Right here, the reply is reassuring. Utilizing AI to unlock healthcare knowledge isn’t about changing judgment or medical experience—it’s about eliminating blind spots. It doesn’t change how physicians observe drugs; it ensures they observe with higher, extra full info.
That is the proper of AI utility: slim, dependable, and centered on lowering friction within the system quite than redefining it. It’s not diagnosing sufferers, writing prescriptions, or making moral choices. It’s merely making certain that when a doctor sits right down to assessment a chart, they aren’t working with partial info as a result of key particulars are locked inside a PDF attachment.
In different phrases, AI right here is an assistant, not a decider. It enhances entry to actionable info with out encroaching on the human parts of medication that sufferers worth most—empathy, belief, and judgment.
A name to motion
The healthcare business has a protracted historical past of letting expertise overpromise and underdeliver. However on this case, the chance is just too clear to disregard. We’ve the instruments to unlock knowledge that already exists in affected person information and put it to work for higher outcomes. The query is whether or not healthcare leaders will seize the second.
EHR distributors should embrace interoperability and spend money on integrating NLP and OCR pipelines straight into their platforms. Well being techniques ought to prioritize pilots that show how structured SDOH knowledge improves care supply and value financial savings. Policymakers and payers ought to incentivize the seize and use of this knowledge, recognizing that upstream social components drive downstream healthcare spending.

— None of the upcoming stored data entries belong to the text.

//! Enrollment Engine
//!
//! The enrollment engine turns payment-gateway transactions into durable course (and project) enrollments. It is
//! provider-agnostic: the gateway is reached through the [`gateway::PaymentGateway`] trait, and the store through the
//! traits in [`traits`].
//!
//! The library is divided into these sections:
//! 1. Database management and control ([`traits`] and the SQLite backend). The store owns the two invariants the
//!    whole engine relies on: an order's gateway id is unique, and a user has at most one enrollment per item.
//! 2. The public API ([`lp_api`]).
//!    * [`CheckoutApi`] opens orders with the gateway (or the mock gateway) and persists them.
//!    * [`EnrollmentFlowApi`] is the reconciler. Both the client verification call and the gateway webhook funnel
//!      through it, and it is the only thing that marks orders paid and creates enrollments.
//! 3. Signature verification and the mock-mode gate ([`helpers`]).
//! 4. Events and notification ([`events`], [`notifier`]). A newly created enrollment emits an event. The email
//!    notifier subscribes to it and runs off the request path, and its failures never reach the caller.
pub mod db_types;
pub mod events;
pub mod gateway;
pub mod helpers;
pub mod lp_api;
pub mod notifier;
#[cfg(feature = "sqlite")]
mod sqlite;
pub mod traits;

#[cfg(all(feature = "sqlite", any(feature = "test_utils", test)))]
pub mod test_utils;

#[cfg(feature = "sqlite")]
pub use sqlite::SqliteDatabase;
pub use lp_api::{
    checkout_api::CheckoutApi,
    enrollment_flow_api::EnrollmentFlowApi,
    enrollments_api::EnrollmentsApi,
    errors::{CheckoutError, ReconcileError},
    payment_objects,
};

For too lengthy, clinicians have been pressured to observe with one eye coated, missing the complete image of their sufferers’ lives. By liberating SDOH and different knowledge from their doc prisons, we are able to lastly equip suppliers with the readability they want.
That future isn’t science fiction. It’s inside attain at present.
If healthcare is severe about treating sufferers as entire folks and addressing the social determinants that drive well being outcomes, then we should get severe about liberating knowledge. Unstructured paperwork ought to now not be a graveyard for essential info. With the accountable utility of AI, they will as a substitute turn out to be a goldmine—powering higher care, driving fairness, and bettering lives.
The revolution begins not by inventing new knowledge, however by lastly utilizing the info we have already got.
George Bosnjak is co-founder of Morph Companies, an revolutionary AI start-up firm.